DATASET EXCERPTS Block Start
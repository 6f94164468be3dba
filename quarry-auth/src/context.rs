use http::{HeaderMap, Method};

/// The request-scoped information enrichers and claims validators may
/// consult. Always passed explicitly; the core keeps no ambient request
/// state.
#[derive(Debug, Clone)]
pub struct RequestContext {
    method: Method,
    path: String,
    headers: HeaderMap,
}

impl RequestContext {
    pub fn new<S: Into<String>>(method: Method, path: S, headers: HeaderMap) -> Self {
        Self {
            method,
            path: path.into(),
            headers,
        }
    }

    pub fn method(&self) -> &Method {
        &self.method
    }

    pub fn path(&self) -> &str {
        &self.path
    }

    /// Looks up a header value, ignoring values that are not valid UTF-8.
    pub fn header(&self, name: &str) -> Option<&str> {
        self.headers.get(name).and_then(|value| value.to_str().ok())
    }
}

impl Default for RequestContext {
    fn default() -> Self {
        Self {
            method: Method::GET,
            path: "/".to_string(),
            headers: HeaderMap::new(),
        }
    }
}
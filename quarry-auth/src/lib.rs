//! # quarry-auth
//!
//! The authentication and authorization core of the Quarry repository
//! server: it decides who a caller is and what that caller may do.
//!
//! ## Components
//!
//! - **Token:** signed HS256 bearer tokens with per-subject keys, a fluent
//!   builder with pluggable enrichers, refresh with lineage tracking, and a
//!   post-decode claims validator chain.
//! - **Authorization:** the effective permission set of a principal,
//!   computed from global and per-repository grants, cached per principal
//!   and invalidated precisely by domain mutation events.
//! - **Scope:** wildcard permission intersection (via the `wildcard`
//!   crate), so a token can carry strictly less privilege than its subject.
//! - **Throttle:** a concurrent per-principal login attempt counter with
//!   temporary lockout.
//!
//! The HTTP layer, credential checks and the user/group/repository stores
//! are external collaborators behind the traits in [`stores`].

pub mod authz;
pub mod cache;
pub mod config;
pub mod context;
pub mod errors;
pub mod events;
pub mod models;
pub mod service;
pub mod stores;
pub mod throttle;
pub mod token;

#[cfg(test)]
pub(crate) mod test_utils;

pub use authz::{AuthorizationCollector, AuthorizationInfo, SecuritySystem, ROLE_ADMIN, ROLE_USER};
pub use config::AuthConfig;
pub use context::RequestContext;
pub use errors::AuthError;
pub use events::{DomainEvent, EventBus};
pub use models::{AssignedPermission, Group, Principal, Repository, RepositoryGrant};
pub use service::{AuthService, Collaborators, VerifiedAccess};
pub use throttle::LoginAttemptThrottle;
pub use token::{
    AccessToken, AccessTokenBuilder, AccessTokenBuilderFactory, AccessTokenClaims, TokenCodec,
    TokenRefresher,
};
pub use wildcard::{Scope, WildcardPermission};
DATASET EXCERPTS Block End
▶ _TASK DETAILS_: Each line between the start of the listing above and the line containing "pub mod token;", with both ends counted, is to be set down unchanged.

▶ _WRITTEN ANSWER_:
repository 6f94164468be3dba
filename quarry-auth/src/context.rs
use http::{HeaderMap, Method};

/// The request-scoped information enrichers and claims validators may
/// consult. Always passed explicitly; the core keeps no ambient request
/// state.
#[derive(Debug, Clone)]
pub struct RequestContext {
    method: Method,
    path: String,
    headers: HeaderMap,
}

impl RequestContext {
    pub fn new<S: Into<String>>(method: Method, path: S, headers: HeaderMap) -> Self {
        Self {
            method,
            path: path.into(),
            headers,
        }
    }

    pub fn method(&self) -> &Method {
        &self.method
    }

    pub fn path(&self) -> &str {
        &self.path
    }

    /// Looks up a header value, ignoring values that are not valid UTF-8.
    pub fn header(&self, name: &str) -> Option<&str> {
        self.headers.get(name).and_then(|value| value.to_str().ok())
    }
}

impl Default for RequestContext {
    fn default() -> Self {
        Self {
            method: Method::GET,
            path: "/".to_string(),
            headers: HeaderMap::new(),
        }
    }
}
filename quarry-auth/src/lib.rs
//! # quarry-auth
//!
//! The authentication and authorization core of the Quarry repository
//! server: it decides who a caller is and what that caller may do.
//!
//! ## Components
//!
//! - **Token:** signed HS256 bearer tokens with per-subject keys, a fluent
//!   builder with pluggable enrichers, refresh with lineage tracking, and a
//!   post-decode claims validator chain.
//! - **Authorization:** the effective permission set of a principal,
//!   computed from global and per-repository grants, cached per principal
//!   and invalidated precisely by domain mutation events.
//! - **Scope:** wildcard permission intersection (via the `wildcard`
//!   crate), so a token can carry strictly less privilege than its subject.
//! - **Throttle:** a concurrent per-principal login attempt counter with
//!   temporary lockout.
//!
//! The HTTP layer, credential checks and the user/group/repository stores
//! are external collaborators behind the traits in [`stores`].

pub mod authz;
pub mod cache;
pub mod config;
pub mod context;
pub mod errors;
pub mod events;
pub mod models;
pub mod service;
pub mod stores;
pub mod throttle;
pub mod token;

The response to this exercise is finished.